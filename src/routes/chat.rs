// SPDX-License-Identifier: MIT
// Copyright 2026 Roland Dreier <roland@rolandd.dev>

//! Conversation routes: text turns, spoken turns and plain transcription.

use crate::error::{AppError, Result};
use crate::middleware::auth::AuthUser;
use crate::models::SituationChoice;
use crate::services::TurnOutcome;
use crate::AppState;
use axum::{
    extract::{DefaultBodyLimit, Multipart, State},
    routing::post,
    Extension, Json, Router,
};
use serde::{Deserialize, Serialize};
use std::sync::Arc;
#[cfg(feature = "binding-generation")]
use ts_rs::TS;
use validator::Validate;

/// Conversation routes. Request bodies up to `max_upload_bytes` are accepted
/// so audio uploads fit.
pub fn routes(max_upload_bytes: usize) -> Router<Arc<AppState>> {
    Router::new()
        .route("/api/ai/chat", post(chat_turn))
        .route("/api/ai/stc", post(speech_turn))
        .route("/api/ai/stt", post(speech_to_text))
        .layer(DefaultBodyLimit::max(max_upload_bytes))
}

// ─── Text Turn ───────────────────────────────────────────────

#[derive(Debug, Deserialize, Validate)]
pub struct ChatRequest {
    pub situation: String,
    #[validate(length(max = 2000))]
    pub message: String,
    #[serde(default)]
    pub chat_id: Option<String>,
}

#[derive(Serialize, Debug)]
#[cfg_attr(feature = "binding-generation", derive(TS))]
#[cfg_attr(
    feature = "binding-generation",
    ts(export, export_to = "web/src/lib/generated/")
)]
pub struct ChatResponse {
    pub user_id: String,
    pub chat_id: String,
    pub response: String,
    #[cfg_attr(feature = "binding-generation", ts(type = "number"))]
    pub message_count: usize,
    pub situation: String,
    pub conversation_ended: bool,
}

/// Advance a conversation with a typed message.
async fn chat_turn(
    State(state): State<Arc<AppState>>,
    Extension(auth): Extension<AuthUser>,
    Json(req): Json<ChatRequest>,
) -> Result<Json<ChatResponse>> {
    req.validate()
        .map_err(|e| AppError::BadRequest(e.to_string()))?;
    let choice = parse_situation(&req.situation)?;
    let chat_id = normalize_chat_id(req.chat_id.as_deref());

    let outcome = state
        .engine
        .advance_turn(&auth.user, choice, &req.message, chat_id)
        .await?;

    Ok(Json(ChatResponse {
        user_id: auth.user.id,
        chat_id: outcome.chat_id,
        response: outcome.reply,
        message_count: outcome.message_count,
        situation: outcome.situation.to_string(),
        conversation_ended: outcome.conversation_ended,
    }))
}

// ─── Spoken Turn ─────────────────────────────────────────────

#[derive(Serialize, Debug)]
#[cfg_attr(feature = "binding-generation", derive(TS))]
#[cfg_attr(
    feature = "binding-generation",
    ts(export, export_to = "web/src/lib/generated/")
)]
pub struct SpeechTurnResponse {
    pub user_id: String,
    pub chat_id: String,
    /// What the learner said, as transcribed
    pub message: String,
    pub response: String,
    pub situation: String,
    pub conversation_ended: bool,
}

/// Transcribe an audio upload and advance the conversation with it.
async fn speech_turn(
    State(state): State<Arc<AppState>>,
    Extension(auth): Extension<AuthUser>,
    multipart: Multipart,
) -> Result<Json<SpeechTurnResponse>> {
    let form = read_upload_form(multipart).await?;

    let situation = form
        .situation
        .as_deref()
        .ok_or_else(|| AppError::BadRequest("Missing 'situation' field".to_string()))?;
    let choice = parse_situation(situation)?;

    // Checked here as well so an incomplete profile never costs a transcription
    if auth.user.onboarding_profile().is_none() {
        return Err(AppError::ProfileIncomplete);
    }

    let chat_id = normalize_chat_id(form.chat_id.as_deref());
    if let Some(id) = chat_id {
        state
            .db
            .get_active_chat(id, &auth.user.id)
            .await?
            .ok_or(AppError::ConversationNotFound)?;
    }

    let audio = form.audio()?;
    let text = state
        .transcriber
        .transcribe(&audio.bytes, &audio.content_type)
        .await?;

    let TurnOutcome {
        chat_id,
        reply,
        situation,
        conversation_ended,
        ..
    } = state
        .engine
        .advance_turn(&auth.user, choice, &text, chat_id)
        .await?;

    Ok(Json(SpeechTurnResponse {
        user_id: auth.user.id,
        chat_id,
        message: text,
        response: reply,
        situation: situation.to_string(),
        conversation_ended,
    }))
}

// ─── Transcription Only ──────────────────────────────────────

#[derive(Serialize, Debug)]
#[cfg_attr(feature = "binding-generation", derive(TS))]
#[cfg_attr(
    feature = "binding-generation",
    ts(export, export_to = "web/src/lib/generated/")
)]
pub struct TranscriptionResponse {
    pub text: String,
}

/// Transcribe an audio upload without touching any conversation.
async fn speech_to_text(
    State(state): State<Arc<AppState>>,
    Extension(auth): Extension<AuthUser>,
    multipart: Multipart,
) -> Result<Json<TranscriptionResponse>> {
    let form = read_upload_form(multipart).await?;
    let audio = form.audio()?;

    tracing::debug!(
        user_id = %auth.user.id,
        bytes = audio.bytes.len(),
        "Transcription requested"
    );

    let text = state
        .transcriber
        .transcribe(&audio.bytes, &audio.content_type)
        .await?;

    Ok(Json(TranscriptionResponse { text }))
}

// ─── Helpers ─────────────────────────────────────────────────

struct AudioUpload {
    bytes: Vec<u8>,
    content_type: String,
}

#[derive(Default)]
struct UploadForm {
    file: Option<AudioUpload>,
    situation: Option<String>,
    chat_id: Option<String>,
}

impl UploadForm {
    fn audio(&self) -> Result<&AudioUpload> {
        self.file
            .as_ref()
            .ok_or_else(|| AppError::BadRequest("Missing 'file' field".to_string()))
    }
}

/// Collect the known multipart fields; unknown fields are skipped.
async fn read_upload_form(mut multipart: Multipart) -> Result<UploadForm> {
    let mut form = UploadForm::default();

    while let Some(field) = multipart
        .next_field()
        .await
        .map_err(|e| AppError::BadRequest(format!("Invalid multipart body: {}", e)))?
    {
        let Some(name) = field.name().map(str::to_string) else {
            continue;
        };

        match name.as_str() {
            "file" => {
                let content_type = field.content_type().unwrap_or_default().to_string();
                let bytes = field
                    .bytes()
                    .await
                    .map_err(|e| AppError::BadRequest(format!("Failed to read upload: {}", e)))?;
                form.file = Some(AudioUpload {
                    bytes: bytes.to_vec(),
                    content_type,
                });
            }
            "situation" | "chat_id" => {
                let value = field
                    .text()
                    .await
                    .map_err(|e| {
                        AppError::BadRequest(format!("Invalid '{}' field: {}", name, e))
                    })?;
                if name == "situation" {
                    form.situation = Some(value);
                } else {
                    form.chat_id = Some(value);
                }
            }
            other => {
                tracing::debug!(field = other, "Ignoring unknown multipart field");
            }
        }
    }

    Ok(form)
}

fn parse_situation(raw: &str) -> Result<SituationChoice> {
    raw.parse()
        .map_err(|e: crate::models::UnknownSituation| AppError::BadRequest(e.to_string()))
}

/// Empty and whitespace-only chat ids mean "start a new chat".
fn normalize_chat_id(chat_id: Option<&str>) -> Option<&str> {
    chat_id.map(str::trim).filter(|id| !id.is_empty())
}
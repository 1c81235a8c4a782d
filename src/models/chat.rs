// SPDX-License-Identifier: MIT
// Copyright 2026 Roland Dreier <roland@kernel.org>

//! Chat and message models.

use chrono::{DateTime, Utc};
use serde::{Deserialize, Serialize};
use sqlx::types::Json;
#[cfg(feature = "binding-generation")]
use ts_rs::TS;

use super::Situation;

/// Summary stored on a chat until the conversation ends.
pub const NEW_CHAT_SUMMARY: &str = "New conversation";

/// Chat row.
#[derive(Debug, Clone, sqlx::FromRow)]
pub struct Chat {
    /// UUID v4
    pub id: String,
    pub user_id: String,
    /// Concrete situation tag (never the random selector)
    pub situation: String,
    pub summary: String,
    pub feedback: Option<Json<Feedback>>,
    /// Whether the chat still accepts turns
    pub active: bool,
    pub created_at: DateTime<Utc>,
    pub completed_at: Option<DateTime<Utc>>,
}

impl Chat {
    /// Parse the stored situation tag.
    pub fn situation(&self) -> Option<Situation> {
        self.situation.parse().ok()
    }
}

/// End-of-conversation feedback.
#[derive(Debug, Clone, PartialEq, Eq, Serialize, Deserialize)]
#[cfg_attr(feature = "binding-generation", derive(TS))]
#[cfg_attr(
    feature = "binding-generation",
    ts(export, export_to = "web/src/lib/generated/")
)]
pub struct Feedback {
    pub grammar_points: String,
    pub study_tips: String,
}

/// Message row. Ordered by `(created_at, id)`.
#[derive(Debug, Clone, sqlx::FromRow)]
pub struct Message {
    pub id: i64,
    pub chat_id: String,
    pub user_id: String,
    pub body: String,
    /// true when the assistant wrote it
    pub is_answer: bool,
    pub created_at: DateTime<Utc>,
}
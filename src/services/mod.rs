// SPDX-License-Identifier: MIT
// Copyright 2026 Roland Dreier <roland@rolandd.dev>

//! Services module - business logic layer.

pub mod conversation;
pub mod google_oauth;
pub mod google_oidc;
pub mod openai;
pub mod prompts;
pub mod review;
pub mod transcription;

pub use conversation::{ConversationEngine, TurnOutcome};
pub use google_oauth::GoogleOAuthClient;
pub use google_oidc::{GoogleIdentity, GoogleOidcVerifier, OidcError};
pub use openai::{LanguageModel, OpenAiClient};
pub use prompts::PromptStore;
pub use review::ReviewGenerator;
pub use transcription::SpeechTranscriber;
// SPDX-License-Identifier: MIT
// Copyright 2026 Roland Dreier <roland@rolandd.dev>

//! Middleware modules (authentication, security, etc.).

pub mod auth;
pub mod security;

pub use auth::{require_auth, AuthUser};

══════════

> What to produce
In the listing above, locate each line with "Deserialize" and copy it.

> Solution for this task
use serde::{Deserialize, Serialize};
#[derive(Debug, Deserialize, Validate)]
use serde::{Deserialize, Serialize};
#[derive(Debug, Clone, PartialEq, Eq, Serialize, Deserialize)]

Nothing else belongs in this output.